Any amount left after the disbursement of the allowances is to be constituted into a separate fund called the " Relatives' Allowances Fund " for the maintenance of the relatives and dependants of the settlor. The selection of the relatives and dependants to whom the benefit of the "Relatives' Allowances Fund " is to be extended and amounts to be granted to them have been left entirely to the discretion of the trustees. It must, therefore, be held that the beneficiaries as well as the amounts payable to them out of the aforesaid fund are both unknown and indeterminate. This part of the 10 per cent, of the net income has necessarily to be assessed under Section 21(4) of the Act in the hands of the trustees.
Sub-clause (5):
Under this sub-clause sixty per cent, of the net income of the trust property has to be granted to the sebayets in the manner prescribed in items Nos. (a) and (b) of that sub-clause. Under item No. (a) the trustees have to pay 25 per cent, of the said sixty per cent, of the net income, or, in other words, fifteen per cent, of the net income, to to the sebayets of the deity, in equal shares, as remuneration for their services. Under item No. (b) the remaining 75 per cent, of the said sixty percent, of the net income, or, in other words, 45 per cent, of the net income, was required to be divided into five equal shares. Each such share was to be paid to each sebayet for the maintenance of his family. The trustees have been directed to divide each such shares among such members of the line of each sebayet as they (the trustees) may decide, the direction of the settlor in point was, obviously, to ensure that the allowance was paid to persons deserving at the same. The relevant provision in Sub-clause (5)(b) states :
" The remaining 75 per cent, of the said sixty per cent, of income shall be divided into five equal shares, Each such share is to be paid to each sebayet for the maintenance of his family. This portion is to be called 'B' allowance."

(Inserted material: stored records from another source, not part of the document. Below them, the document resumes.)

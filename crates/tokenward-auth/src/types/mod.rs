//! Token domain types.
//!
//! - [`AccessToken`] - Access token record with optional refresh token
//! - [`PreviousToken`] - Memoized predecessor lookup for rotated tokens

pub mod access_token;

pub use access_token::{AccessToken, PreviousToken};
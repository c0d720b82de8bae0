use bunner_cors_filter::constants::method;
use bunner_cors_filter::{
    AllowedHeaders, AllowedMethods, AllowedOrigins, CorsOptions, CorsPolicy, ExposedHeaders,
    Outcome, RequestView,
};

#[derive(Default)]
pub struct PolicyBuilder {
    options: CorsOptions,
}

impl PolicyBuilder {
    pub fn new() -> Self {
        Self::default()
    }

    pub fn origins(mut self, origins: AllowedOrigins) -> Self {
        self.options.allowed_origins = origins;
        self
    }

    pub fn methods<I, S>(mut self, methods: I) -> Self
    where
        I: IntoIterator<Item = S>,
        S: Into<String>,
    {
        self.options.allowed_methods = AllowedMethods::list(methods);
        self
    }

    pub fn allowed_headers(mut self, headers: AllowedHeaders) -> Self {
        self.options.allowed_headers = headers;
        self
    }

    pub fn exposed_headers<I, S>(mut self, headers: I) -> Self
    where
        I: IntoIterator<Item = S>,
        S: Into<String>,
    {
        self.options.exposed_headers = ExposedHeaders::list(headers);
        self
    }

    pub fn credentials(mut self, enabled: bool) -> Self {
        self.options.allow_credentials = enabled;
        self
    }

    pub fn max_age(mut self, seconds: u64) -> Self {
        self.options.max_age = Some(seconds);
        self
    }

    pub fn generic_requests(mut self, enabled: bool) -> Self {
        self.options.allow_generic_http_requests = enabled;
        self
    }

    pub fn build(self) -> CorsPolicy {
        CorsPolicy::new(self.options).expect("valid CORS configuration")
    }
}

pub struct ActualRequestBuilder {
    method: String,
    origins: Vec<String>,
}

impl ActualRequestBuilder {
    pub fn new() -> Self {
        Self {
            method: method::GET.into(),
            origins: Vec::new(),
        }
    }

    pub fn method(mut self, method: impl Into<String>) -> Self {
        self.method = method.into();
        self
    }

    pub fn origin(mut self, origin: impl Into<String>) -> Self {
        self.origins.push(origin.into());
        self
    }

    pub fn evaluate(self, policy: &CorsPolicy) -> Outcome {
        let view = RequestView {
            method: &self.method,
            origins: self.origins.iter().map(String::as_str).collect(),
            requested_method: None,
            requested_headers: Vec::new(),
        };
        policy.evaluate(&view)
    }
}

#[derive(Default)]
pub struct PreflightRequestBuilder {
    origins: Vec<String>,
    request_method: Option<String>,
    request_headers: Vec<String>,
}

impl PreflightRequestBuilder {
    pub fn new() -> Self {
        Self::default()
    }

    pub fn origin(mut self, origin: impl Into<String>) -> Self {
        self.origins.push(origin.into());
        self
    }

    pub fn request_method(mut self, method: impl Into<String>) -> Self {
        self.request_method = Some(method.into());
        self
    }

    pub fn request_header(mut self, name: impl Into<String>) -> Self {
        self.request_headers.push(name.into());
        self
    }

    pub fn evaluate(self, policy: &CorsPolicy) -> Outcome {
        let view = RequestView {
            method: method::OPTIONS,
            origins: self.origins.iter().map(String::as_str).collect(),
            requested_method: self.request_method.as_deref(),
            requested_headers: self.request_headers.iter().map(String::as_str).collect(),
        };
        policy.evaluate(&view)
    }
}

pub fn policy() -> PolicyBuilder {
    PolicyBuilder::new()
}

pub fn actual_request() -> ActualRequestBuilder {
    ActualRequestBuilder::new()
}

pub fn preflight_request() -> PreflightRequestBuilder {
    PreflightRequestBuilder::new()
}
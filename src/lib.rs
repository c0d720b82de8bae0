pub mod adapter;
mod allowed_headers;
mod allowed_methods;
pub mod constants;
mod evaluator;
mod exposed_headers;
mod headers;
mod options;
mod origin;
mod outcome;
mod policy;
mod request;
mod util;

pub use allowed_headers::AllowedHeaders;
pub use allowed_methods::AllowedMethods;
pub use evaluator::evaluate;
pub use exposed_headers::ExposedHeaders;
pub use headers::{HeaderNameList, Headers, is_cors_response_header, strip_cors_headers};
pub use options::{CorsOptions, ValidationError};
pub use origin::{AllowedOrigins, OriginMatcher, PatternError};
pub use outcome::{ActualResponse, Decoration, Outcome, PreflightResponse, Rejection};
pub use policy::CorsPolicy;
pub use request::RequestView;
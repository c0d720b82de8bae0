use crate::allowed_headers::AllowedHeaders;
use crate::outcome::{ActualResponse, Decoration, Outcome, PreflightResponse, Rejection};
use crate::policy::CorsPolicy;
use crate::request::RequestView;
use tracing::{debug, trace};

#[derive(Debug, Clone, Copy, PartialEq, Eq)]
pub(crate) enum RequestKind {
    Preflight,
    Actual,
    NotCors,
    Unrecognized,
}

/// First match wins. A preflight needs exactly one origin; an `OPTIONS`
/// request listing several origins falls through to `Unrecognized`.
pub(crate) fn classify(request: &RequestView<'_>) -> RequestKind {
    let has_requested_method = request.requested_method.is_some();

    if request.is_options() && request.origins.len() == 1 && has_requested_method {
        RequestKind::Preflight
    } else if !request.origins.is_empty() && !has_requested_method {
        RequestKind::Actual
    } else if request.origins.is_empty() {
        RequestKind::NotCors
    } else {
        RequestKind::Unrecognized
    }
}

/// Classifies `request` and validates it against `policy`.
///
/// Pure and reentrant: the same inputs always produce the same [`Outcome`].
pub fn evaluate(request: &RequestView<'_>, policy: &CorsPolicy) -> Outcome {
    let kind = classify(request);
    trace!(?kind, method = request.method, "classified request");

    match kind {
        RequestKind::Preflight => evaluate_preflight(request, policy),
        RequestKind::Actual => evaluate_actual(request, policy),
        RequestKind::NotCors | RequestKind::Unrecognized => evaluate_generic(kind, policy),
    }
}

fn evaluate_preflight(request: &RequestView<'_>, policy: &CorsPolicy) -> Outcome {
    if !policy.allowed_origins().allows_all(&request.origins) {
        return reject_origin(request);
    }

    let requested_method = request.requested_method.unwrap_or_default();
    if !policy.allowed_methods().contains(requested_method) {
        debug!(method = requested_method, "rejected preflight: method not allowed");
        return Outcome::Rejected(Rejection::InvalidMethod(requested_method.to_string()));
    }

    let disallowed = policy
        .allowed_headers()
        .disallowed(&request.requested_headers);
    if !disallowed.is_empty() {
        debug!(headers = ?disallowed, "rejected preflight: headers not allowed");
        return Outcome::Rejected(Rejection::InvalidHeaders(
            disallowed.into_iter().map(str::to_string).collect(),
        ));
    }

    let allow_headers = match policy.allowed_headers() {
        AllowedHeaders::List(_) => policy.allow_headers_value().map(str::to_string),
        AllowedHeaders::Any if request.requested_headers.is_empty() => None,
        AllowedHeaders::Any => Some(request.requested_headers.join(", ")),
    };

    Outcome::PreflightAccepted(PreflightResponse {
        allow_origin: policy.allow_origin_value(&request.origins),
        allow_methods: policy.allow_methods_value().to_string(),
        allow_headers,
        max_age: policy.max_age(),
        allow_credentials: policy.allow_credentials(),
    })
}

fn evaluate_actual(request: &RequestView<'_>, policy: &CorsPolicy) -> Outcome {
    if !policy.allowed_origins().allows_all(&request.origins) {
        return reject_origin(request);
    }

    Outcome::ActualRequestAccepted(ActualResponse {
        allow_origin: policy.allow_origin_value(&request.origins),
        expose_headers: policy.expose_headers_value().map(str::to_string),
        allow_credentials: policy.allow_credentials(),
        decoration: Decoration::Cors {
            origins: owned(&request.origins),
        },
    })
}

fn evaluate_generic(kind: RequestKind, policy: &CorsPolicy) -> Outcome {
    if policy.allow_generic_http_requests() {
        Outcome::NotCors {
            decoration: Decoration::NotCors,
        }
    } else {
        debug!(?kind, "rejected request: generic HTTP requests are not allowed");
        Outcome::Rejected(Rejection::Malformed)
    }
}

fn reject_origin(request: &RequestView<'_>) -> Outcome {
    debug!(origins = ?request.origins, "rejected request: origin not allowed");
    Outcome::Rejected(Rejection::InvalidOrigin(owned(&request.origins)))
}

fn owned(values: &[&str]) -> Vec<String> {
    values.iter().map(|value| value.to_string()).collect()
}

#[cfg(test)]
#[path = "evaluator_test.rs"]
mod evaluator_test;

Stopping here for a moment, it would be seen that there is a clear and unequivocal direction to the trustees to pay the specified share to each sebayet. The sebayet thus becomes the immediate recelpient or beneficiary in respect of that share. If the matter had stood there, there would be no difficulty in holding that the share of the immediate beneficiaries being known, the assessee gets the benefit of Section 21(1) of the Act. There is, however, the further direction that the trustees shall divide or distribute such share among such members of the family of the sebayet and in such proportion as the trustees may decide. The relevant provision is as follows :
"The trustees shall divide each such share among such members of the line of each sebayet, as in their judgment shall be considered entitled to the same and the division shall be in such shares as the trustees may decide."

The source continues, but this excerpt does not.